Bär, Arlette and Hengartner, Michael P. and Kawohl, Wolfram and Konrad, Jana and Puschner, Bernd and Clarke, Eleanor and Slade, Mike and Valeria Del Vecchio, Valeria and Sampogna, Gaia and Égerházi, Anikó and Süveges, Ágnes and Krogsgaard Bording, Malene and Munk-Jørgensen, Povl and Rössler, Wulf
Participation in medical decision-making across Europe: an international longitudinal multicenter study.
European Psychiatry, 35
Background: The purpose of this paper was to examine national differences in the desire to participate in decision-making of people with severe mental illness in six European countries.
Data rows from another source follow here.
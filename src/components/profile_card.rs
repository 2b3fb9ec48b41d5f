use dioxus::prelude::*;

use crate::components::appreciation_overlay::AppreciationOverlay;
use crate::components::icons::{HeartIcon, InfoIcon, MailIcon, MapPinIcon, UserIcon};
use crate::config::CardStyle;
use crate::services::random_user::DisplayProfile;

/// CSS classes that differ between the two card variants
struct CardClasses {
    card: &'static str,
    header: &'static str,
    avatar: &'static str,
    icon: &'static str,
    button: &'static str,
}

fn card_classes(style: CardStyle) -> CardClasses {
    match style {
        CardStyle::Gradient => CardClasses {
            card: "border-0 shadow-xl rounded-xl overflow-hidden max-w-sm w-full relative bg-white text-gray-800",
            header: "h-36 bg-gradient-to-r from-green-400 to-blue-400 relative",
            avatar: "w-[100px] h-[100px] rounded-full border-4 border-white absolute bottom-0 left-1/2 -translate-x-1/2 translate-y-1/2 object-cover",
            icon: "w-5 h-5 mr-2 text-blue-600",
            button: "mt-6 inline-flex items-center gap-2 bg-blue-600 text-white hover:bg-blue-700 transition duration-300 px-4 py-2 rounded-md",
        },
        CardStyle::Minimal => CardClasses {
            card: "border border-gray-200 shadow-md rounded-lg overflow-hidden max-w-sm w-full relative bg-white text-gray-900",
            header: "h-28 bg-gray-100 relative",
            avatar: "w-24 h-24 rounded-full border-2 border-gray-300 absolute bottom-0 left-1/2 -translate-x-1/2 translate-y-1/2 object-cover",
            icon: "w-4 h-4 mr-2 text-gray-500",
            button: "mt-6 inline-flex items-center gap-2 border border-gray-300 text-gray-800 hover:bg-gray-100 transition duration-200 px-4 py-2 rounded-md",
        },
    }
}

#[derive(Props, Clone, PartialEq)]
pub struct ProfileCardProps {
    pub profile: DisplayProfile,
    #[props(default)]
    pub style: CardStyle,
    pub overlay_visible: bool,
    pub on_appreciate: EventHandler<()>,
}

#[component]
pub fn ProfileCard(props: ProfileCardProps) -> Element {
    let classes = card_classes(props.style);
    let profile = &props.profile;
    let on_appreciate = props.on_appreciate;

    rsx! {
        div {
            class: "{classes.card}",

            // Header with avatar overlapping the bottom edge
            div {
                class: "{classes.header}",
                img {
                    class: "{classes.avatar}",
                    src: "{profile.image_url}",
                    alt: "{profile.name}",
                    width: "100",
                    height: "100",
                }
            }

            div {
                class: "p-6 pt-12 text-center",

                h3 {
                    class: "text-2xl font-bold flex items-center justify-center",
                    UserIcon { class: classes.icon.to_string() }
                    "{profile.name}"
                }
                p {
                    class: "text-gray-600 flex items-center justify-center mt-2",
                    MailIcon { class: classes.icon.to_string() }
                    "{profile.email}"
                }
                div {
                    class: "text-gray-600 text-sm mt-4 flex items-center justify-center",
                    MapPinIcon { class: classes.icon.to_string() }
                    "{profile.address}"
                }
                div {
                    class: "text-gray-600 text-sm mt-4 flex items-center justify-center break-all",
                    InfoIcon { class: classes.icon.to_string() }
                    "{profile.reference_id}"
                }

                button {
                    class: "{classes.button}",
                    onclick: move |_| on_appreciate.call(()),
                    HeartIcon { class: "w-4 h-4".to_string(), filled: props.overlay_visible }
                    "Appreciate"
                }
            }

            AppreciationOverlay { visible: props.overlay_visible }
        }
    }
}
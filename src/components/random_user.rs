use dioxus::prelude::*;
use std::rc::Rc;

use crate::components::icons::RefreshIcon;
use crate::components::loading_indicator::LoadingIndicator;
use crate::components::profile_card::ProfileCard;
use crate::config::{CardStyle, WidgetConfig};
use crate::hooks::use_acknowledgment;
use crate::services::random_user::ProfileSource;
use crate::stores::profile_widget::{request_profile, Phase, WidgetState};

/// Page-level classes for the two variants
fn page_classes(style: CardStyle) -> (&'static str, &'static str, &'static str) {
    match style {
        CardStyle::Gradient => (
            "flex flex-col items-center justify-center min-h-screen bg-gradient-to-r from-blue-500 to-purple-500 text-white p-6",
            "bg-white text-blue-600 font-semibold hover:bg-blue-600 hover:text-white transition duration-300 px-6 py-3 rounded-full mb-6 shadow-lg inline-flex items-center gap-2",
            "text-lg mb-8 text-center text-gray-200",
        ),
        CardStyle::Minimal => (
            "flex flex-col items-center justify-center min-h-screen bg-gray-50 text-gray-900 p-6",
            "bg-gray-900 text-white font-medium hover:bg-gray-700 transition duration-200 px-5 py-2 rounded-md mb-6 inline-flex items-center gap-2",
            "text-base mb-8 text-center text-gray-500",
        ),
    }
}

/// Fetches a random user profile and shows it as a card.
///
/// Expects a `WidgetConfig` and an `Rc<dyn ProfileSource>` in context.
#[component]
pub fn RandomUser() -> Element {
    let config = use_context::<WidgetConfig>();
    let source = use_context::<Rc<dyn ProfileSource>>();
    let style = config.style;

    let state = use_signal(WidgetState::default);

    // Automatic fetch, once per mount
    let mount_source = source.clone();
    use_hook(move || {
        spawn(async move {
            request_profile(state, &*mount_source).await;
        });
    });

    let fetch_new = move |_| {
        let source = source.clone();
        spawn(async move {
            request_profile(state, &*source).await;
        });
    };

    let on_appreciate =
        use_acknowledgment(state, config.acknowledge_delay, gloo_timers::future::sleep);

    let (page_class, button_class, subtitle_class) = page_classes(style);
    let (spinner_ring, footer_class) = match style {
        CardStyle::Gradient => ("border-white", "text-gray-300"),
        CardStyle::Minimal => ("border-gray-700", "text-gray-500"),
    };

    let current = state.read();
    let overlay_visible = current.is_overlay_visible();

    rsx! {
        div {
            class: "{page_class}",

            h1 {
                class: "text-4xl font-extrabold mb-6 tracking-wide text-center",
                "Random User Generator"
            }
            p {
                class: "{subtitle_class}",
                "Click the button below to fetch a random user profile."
            }
            button {
                class: "{button_class}",
                onclick: fetch_new,
                RefreshIcon { class: "w-4 h-4".to_string() }
                "Fetch New User"
            }

            match current.phase() {
                Phase::Loading => rsx! {
                    LoadingIndicator { ring_class: spinner_ring.to_string() }
                },
                Phase::Error(message) => rsx! {
                    div {
                        class: "text-red-500",
                        role: "alert",
                        "{message}"
                    }
                },
                Phase::Loaded(profile) => rsx! {
                    ProfileCard {
                        profile: profile.clone(),
                        style,
                        overlay_visible,
                        on_appreciate,
                    }
                },
                Phase::Idle => rsx! {},
            }

            if let Some(credit) = config.credit.as_deref() {
                footer {
                    class: "mt-10 text-center {footer_class}",
                    p {
                        class: "text-base",
                        "Created By "
                        span { class: "font-semibold", "{credit}" }
                    }
                }
            }
        }
    }
}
Methods: The data was taken from a European longitudinal observational study (CEDAR; ISRCTN75841675). A sample of 514 patients with severe mental illness from the study centers in Ulm, Germany, London, England, Naples, Italy, Debrecen, Hungary, Aalborg, Denmark and Zurich, Switzerland were assessed as to desire to participate in medical decision-making. Associations between desire for participation in decision-making and center location were analyzed with generalized estimating equations.
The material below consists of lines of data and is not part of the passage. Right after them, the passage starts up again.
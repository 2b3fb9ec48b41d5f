// UI Components
// The random user widget and the pieces it is drawn from

pub mod appreciation_overlay;
pub mod icons;
pub mod loading_indicator;
pub mod profile_card;
pub mod random_user;

pub use random_user::RandomUser;
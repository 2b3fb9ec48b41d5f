// External APIs

pub mod random_user;
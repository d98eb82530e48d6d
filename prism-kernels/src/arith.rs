use crate::kernel::{Kernel, KernelError, KernelKind, KernelOutput};

/// Iterative factorial; fails once the result leaves `i64` (n > 20)
pub fn factorial(n: u32) -> Result<i64, KernelError> {
    let mut result: i64 = 1;
    for i in 1..=i64::from(n) {
        result = result
            .checked_mul(i)
            .ok_or(KernelError::FactorialOverflow(n))?;
    }
    Ok(result)
}

/// Call target for the function-call benchmark
#[inline(never)]
pub fn simple_function(a: i64, b: i64) -> i64 {
    a.wrapping_add(b)
}

/// Sum of `count` calls to [`simple_function`]
pub fn call_function_multiple_times(a: i64, b: i64, count: usize) -> i64 {
    let mut result: i64 = 0;
    for _ in 0..count {
        result = result.wrapping_add(simple_function(a, b));
    }
    result
}

pub fn sum_array(values: &[i64]) -> i64 {
    values.iter().fold(0i64, |acc, &v| acc.wrapping_add(v))
}

pub struct FactorialKernel {
    pub n: u32,
}

impl Kernel for FactorialKernel {
    fn kind(&self) -> KernelKind {
        KernelKind::Factorial
    }

    fn run(&mut self) -> Result<KernelOutput, KernelError> {
        let result = factorial(self.n)?;
        Ok(KernelOutput::new(
            self.kind(),
            result,
            format!("{}! = {}", self.n, result),
        ))
    }
}

pub struct FunctionCallKernel {
    pub a: i64,
    pub b: i64,
    pub count: usize,
}

impl Kernel for FunctionCallKernel {
    fn kind(&self) -> KernelKind {
        KernelKind::FunctionCall
    }

    fn run(&mut self) -> Result<KernelOutput, KernelError> {
        let result = call_function_multiple_times(self.a, self.b, self.count);
        Ok(KernelOutput::new(
            self.kind(),
            result,
            format!("result after {} calls: {}", self.count, result),
        ))
    }
}

pub struct SumArrayKernel {
    pub values: Vec<i64>,
}

impl SumArrayKernel {
    /// Values `1..=size`
    pub fn sequential(size: usize) -> Self {
        Self {
            values: (1..=size as i64).collect(),
        }
    }
}

impl Kernel for SumArrayKernel {
    fn kind(&self) -> KernelKind {
        KernelKind::SumArray
    }

    fn run(&mut self) -> Result<KernelOutput, KernelError> {
        let sum = sum_array(&self.values);
        Ok(KernelOutput::new(self.kind(), sum, format!("sum: {}", sum)))
    }
}
use crate::arith::{FactorialKernel, FunctionCallKernel, SumArrayKernel};
use crate::config::SuiteConfig;
use crate::kernel::{Kernel, KernelError, KernelKind, KernelOutput};
use crate::memcpy::MemcpyKernel;
use crate::search::LinearSearchKernel;
use crate::sort::InsertionSortKernel;
use crate::ternary::{random_trits, Base24Kernel, SpecialStatesKernel, TernaryVoteKernel};
use rand::rngs::StdRng;
use rand::SeedableRng;
use serde::{Deserialize, Serialize};
use std::time::Instant;
use tracing::{debug, info};

/// Timing and output of one kernel
#[derive(Debug, Clone, PartialEq, Eq, Serialize, Deserialize)]
pub struct KernelRun {
    pub output: KernelOutput,
    pub repetitions: usize,
    pub total_ns: u64,
    pub mean_ns: u64,
}

#[derive(Debug, Clone, PartialEq, Eq, Serialize, Deserialize)]
pub struct SuiteReport {
    pub seed: u64,
    pub runs: Vec<KernelRun>,
}

impl SuiteReport {
    pub fn get(&self, kind: KernelKind) -> Option<&KernelRun> {
        self.runs.iter().find(|run| run.output.kind == kind)
    }

    pub fn total_ns(&self) -> u64 {
        self.runs.iter().map(|run| run.total_ns).sum()
    }
}

/// Builds kernels from a [`SuiteConfig`] and times them.
///
/// Each kernel draws its random inputs from its own RNG seeded with
/// `seed + kind index`, so a kernel sees the same inputs whatever else runs.
pub struct KernelSuite {
    config: SuiteConfig,
}

impl KernelSuite {
    pub fn new(config: SuiteConfig) -> Self {
        Self { config }
    }

    pub fn config(&self) -> &SuiteConfig {
        &self.config
    }

    pub fn build(&self, kind: KernelKind) -> Box<dyn Kernel> {
        let cfg = &self.config;
        let mut rng = StdRng::seed_from_u64(cfg.seed.wrapping_add(kind as u64));

        match kind {
            KernelKind::Factorial => Box::new(FactorialKernel { n: cfg.factorial_n }),
            KernelKind::FunctionCall => Box::new(FunctionCallKernel {
                a: cfg.call_a,
                b: cfg.call_b,
                count: cfg.call_count,
            }),
            KernelKind::SumArray => Box::new(SumArrayKernel::sequential(cfg.array_size)),
            KernelKind::LinearSearch => Box::new(LinearSearchKernel::planted(
                cfg.array_size,
                cfg.search_value,
                &mut rng,
            )),
            KernelKind::InsertionSort => Box::new(InsertionSortKernel::random(
                cfg.array_size,
                cfg.sort_bound,
                &mut rng,
            )),
            KernelKind::Memcpy => Box::new(MemcpyKernel::sequential(cfg.array_size)),
            KernelKind::Base24 => Box::new(Base24Kernel {
                a: cfg.base24_a,
                b: cfg.base24_b,
                iterations: cfg.base24_iterations,
            }),
            KernelKind::TernaryVote => Box::new(TernaryVoteKernel {
                votes: random_trits(cfg.vote_size, &mut rng),
            }),
            KernelKind::SpecialStates => Box::new(SpecialStatesKernel {
                inputs: random_trits(cfg.automaton_inputs, &mut rng),
            }),
        }
    }

    /// Run the selected kernels in order; stops at the first failing kernel
    pub fn run(&self, kinds: &[KernelKind]) -> Result<SuiteReport, KernelError> {
        let repetitions = self.config.repetitions.max(1);
        let mut runs = Vec::with_capacity(kinds.len());

        for &kind in kinds {
            let mut kernel = self.build(kind);

            let start = Instant::now();
            let mut output = kernel.run()?;
            for _ in 1..repetitions {
                output = kernel.run()?;
            }
            let total_ns = u64::try_from(start.elapsed().as_nanos()).unwrap_or(u64::MAX);

            debug!(
                kernel = %kind,
                value = output.value,
                total_ns,
                "{}",
                output.detail
            );

            runs.push(KernelRun {
                output,
                repetitions,
                total_ns,
                mean_ns: total_ns / repetitions as u64,
            });
        }

        let report = SuiteReport {
            seed: self.config.seed,
            runs,
        };
        info!(
            kernels = report.runs.len(),
            total_ns = report.total_ns(),
            "Suite complete"
        );
        Ok(report)
    }

    pub fn run_all(&self) -> Result<SuiteReport, KernelError> {
        self.run(&KernelKind::ALL)
    }
}

impl Default for KernelSuite {
    fn default() -> Self {
        Self::new(SuiteConfig::default())
    }
}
Results: We found large cross-national differences in patients’ desire to participate in decision-making, with the center explaining 40% of total variance in the desire for participation (p<0.001). Averaged over time and independent of patient characteristics, London (mean=2.27), Ulm (mean=2.13) and Zurich (mean=2.14) showed significantly higher scores in desire for participation, followed by Aalborg (mean=1.97), where scores were in turn significantly higher than in Debrecen (mean=1.56). The lowest scores were reported in Naples (mean=1.14). Over time, desire for participation in decision-making increased significantly in Zurich (b=0.23) and decreased in Naples (b=-0.14). In all other centers, values remained stable.
Conclusions: This study demonstrates that patients’ desire for participation in decisionmaking varies by location. We suggest that more research attention be focused on identifying specific cultural and social factors in each country to further explain observed differences across Europe.